From: Mihailo Milinkovic <mmilinko@f.bg.ac.yu>


Who Cares?
CHARLES SIMIC

New York Review
October 21, 1999

Begun in folly, continued in crime, and ended in misery
-Erasmus

It's hard to find anything good to say about Serbs these days. Burning
villages, killing women and children, chasing hundreds of thousands of
blameless people out of their homes hardens the heart of anyone
watching. To set neighbor against neighbor is not only evil; it's also
stupid. Poor Serbs, their leader is a Balkan Jim Jones and they have
behaved like members of a religious cult preparing themselves for
mass suicide by sipping a foul-smelling brew of nationalist bluster
and self-pity. Like any such spectacle of self-debasement, it is
painful to watch. So many perfectly normal and good people are
to be found among them. Do they also deserve to be demonized
and punished for being trapped with lunatics? Many in the West,
who ought to know better, think they ought to be.

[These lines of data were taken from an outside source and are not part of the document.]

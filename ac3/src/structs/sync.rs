use crate::utils::bitstream_io::BsIoSliceReader;
use crate::utils::errors::DecodeError;
use crate::utils::tables::{FRAME_SIZES, SAMPLE_RATES};

/// Two-byte pattern opening every syncframe.
pub const SYNC_WORD: u16 = 0x0B77;

/// Length in bytes of the fixed frame header.
pub const SYNC_INFO_LEN: usize = 5;

/// Frame header following the sync word.
#[derive(Debug, Clone, Copy, PartialEq, Eq)]
pub struct SyncInfo {
    pub crc1: u16,
    pub fscod: u8,
    pub frmsizecod: u8,
    /// Sample rate in Hz.
    pub sample_rate: u32,
    /// Bit rate in kbit/s.
    pub bit_rate: u16,
    /// Frame size in 16-bit words.
    pub frame_size: u16,
}

impl SyncInfo {
    pub fn read(reader: &mut BsIoSliceReader) -> Result<Self, DecodeError> {
        let sync_word = reader.get_n::<u16>(16)?;
        if sync_word != SYNC_WORD {
            return Err(DecodeError::SyncNotFound(0));
        }

        let crc1 = reader.get_n(16)?;
        let fscod = reader.get_n(2)?;
        let frmsizecod = reader.get_n(6)?;

        Self::from_codes(crc1, fscod, frmsizecod)
    }

    /// Resolves sample rate, bit rate and frame size from the header codes.
    pub fn from_codes(crc1: u16, fscod: u8, frmsizecod: u8) -> Result<Self, DecodeError> {
        let Some(&sample_rate) = SAMPLE_RATES.get(fscod as usize) else {
            return Err(DecodeError::InvalidSampleRateCode(fscod));
        };

        let Some(&(bit_rate, frame_sizes)) = FRAME_SIZES.get(frmsizecod as usize) else {
            return Err(DecodeError::InvalidFrameSizeCode(frmsizecod));
        };

        Ok(Self {
            crc1,
            fscod,
            frmsizecod,
            sample_rate,
            bit_rate,
            frame_size: frame_sizes[fscod as usize],
        })
    }

    /// Frame length in bytes, sync word included.
    pub fn frame_len(&self) -> usize {
        self.frame_size as usize * 2
    }

    /// Parses just the header from the first bytes of a frame.
    pub fn from_bytes(bytes: &[u8]) -> Result<Self, DecodeError> {
        let mut reader = BsIoSliceReader::from_slice(bytes);
        Self::read(&mut reader)
    }
}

Predicting Milosevic's actions has always been child's play. One
merely had to stop to consider what would be humane and
advantageous to the Serbs and then imagine its opposite.
"What vile thing is he planning to do to the Albanians?"
I wondered with a couple of Serbian friends as the NATO
bombs were starting to fall. As someone who spent time in
Yugoslavia during World War II in a small village disputed by
four warring factions, I knew what our people were capable of.
We suspected it was going to be something monstrous
and we were speechless at the prospect: the horror awaiting
the innocent in the cauldron of hatreds and the shame we felt
as Serbs. It took a moment's reflection to realize there would
be a bloodbath.

As obvious as this seemed to us, there are Serbs who still won't
admit that there is a connection between the actions of their
president and the mess they are in. The universal truism that
you reap what you sow has become incomprehensible to
them. In their own minds, the Serbs are innocent because
their poverty and suffering are real and there's always someone
else to blame for it. In a state where the ruling elite has been
engaged in mass murder and ethnic cleansing in the name
of all Serbs, prominent academicians, intellectuals, and
political analysts continue to occupy themselves with unraveling
the Machiavellian intricacies of the New World Order. They see
the most ambitious nationalist projects of their neighbors realized
with the blessing of the "international community" and they have
difficulty understanding why they were not allowed to do the same.
                                      ---
Thanks to this kind of reasoning, Milosevic's dream has come true:
Serbia is now a nation of ten million war criminals. He only has to
read the American press to have his proof. Haven't more than
a few intellectuals, historians, and newspaper columnists told
their readers that there's a clear collective complicity of ordinary
Serbs in his crimes? That's what he himself always believed
about Albanians and Bosnians as he set their towns on fire. His
quarrel with the world?so he must think?is not philosophical, but
is merely a quibble about which ethnic group is culpable.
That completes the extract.